I’ve got a theory. (OK, several)
I think that school dinners are something we love to hate, that we’re conditioned to grumble about. Like the weather, the end of the holidays, children and housework. All of which (apart from housework) have much going for them if you think about it hard enough. It’s a British thing.
I’m sure we’ve all got stories of a traumatic encounter with some leathery liver or a slimy fish, or still get the dry boak at the thought of tapioca and rosehip syrup. I’m certain I once saw tripe, real actual sheep stomach, on the menu. Shudder. And what was it with using the ice cream scoop to serve mashed potato? But these horrors weren’t the whole story, were they?
I remember macaroni, and fish and chips, sausages and mash, piles of pies, lashings of jam roly-poly. Tuna bake, beans and gammon (and pineapple of course). Tinned fruit salad or soup with bread and butter. Tasty stuff. I’m certain.
School meals are back in favour this week – certainly in this house. That’s because we’re getting free ones (or Boy Three is). All Scottish pupils in the first three years of primary school get free lunches from this term. Great news and one that kills stone dead any remaining notion that my youngest son might persuade me to lovingly prepare a packed lunch. No chance, boyo, no matter how much noise you make.
There wasn’t much chance before, to be honest, given my lack of enthusiasm for making sandwiches, but when the alternative is a free nutritious meal, well, there is no alternative.
If idleness and parsimony weren’t enough, there’s all that other healthy stuff to make it easier to swallow – the economies of scale should mean the meals get better and better plus there’s the benefit of sitting with your peers to eat it.

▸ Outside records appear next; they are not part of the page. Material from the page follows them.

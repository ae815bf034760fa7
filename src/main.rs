mod app;
mod auth;
mod config;
mod error;
mod meals;
mod plans;
mod response;
mod state;

#[tokio::main]
async fn main() -> anyhow::Result<()> {
    dotenvy::dotenv().ok();

    let env_filter = std::env::var("RUST_LOG")
        .unwrap_or_else(|_| "nutriplan=debug,axum=info,tower_http=info".to_string());
    let json_logs = std::env::var("LOG_FORMAT")
        .map(|v| v == "json")
        .unwrap_or(false);

    if json_logs {
        tracing_subscriber::fmt()
            .with_env_filter(env_filter)
            .with_target(false)
            .json()
            .init();
    } else {
        tracing_subscriber::fmt().with_env_filter(env_filter).init();
    }

    let app_state = state::AppState::init().await?;

    if let Err(e) = sqlx::migrate!("./migrations").run(&app_state.db).await {
        tracing::warn!(error = %e, "migration failed; continuing");
    }

    let app = app::build_app(app_state);
    app::serve(app).await
}
use serde::{Deserialize, Serialize};
use uuid::Uuid;

use super::repo::{ActivityLevel, Gender, Goal, ProfilePatch, User};

#[derive(Debug, Deserialize)]
pub struct RegisterRequest {
    pub email: String,
    pub password: String,
    #[serde(flatten)]
    pub profile: ProfilePatch,
}

#[derive(Debug, Deserialize)]
pub struct LoginRequest {
    pub email: String,
    pub password: String,
}

#[derive(Debug, Deserialize)]
pub struct RefreshRequest {
    pub refresh_token: String,
}

#[derive(Debug, Serialize)]
pub struct PublicUser {
    pub id: Uuid,
    pub email: String,
    pub weight_kg: Option<f64>,
    pub height_cm: Option<f64>,
    pub age: Option<i32>,
    pub gender: Option<Gender>,
    pub activity_level: Option<ActivityLevel>,
    pub goal: Option<Goal>,
}

impl From<User> for PublicUser {
    fn from(u: User) -> Self {
        Self {
            id: u.id,
            email: u.email,
            weight_kg: u.weight_kg,
            height_cm: u.height_cm,
            age: u.age,
            gender: u.gender,
            activity_level: u.activity_level,
            goal: u.goal,
        }
    }
}

#[derive(Debug, Serialize)]
pub struct AuthResponse {
    pub access_token: String,
    pub refresh_token: String,
    pub user: PublicUser,
}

And in Boy Three’s school on two days of the week the option of sandwiches or other snacky-fayre has been removed forcing them to eat a ‘proper’ hot thing, from a plate, with cutlery.
Therefore, for the good of our children and to salve away any pain at the thought of our little darlings having to swallow something yukky, it serves us well to remember fondly the dining halls of our youth and the stout dinner ladies with their ladles.
What do you remember from the long-lost lunchtimes of your childhood?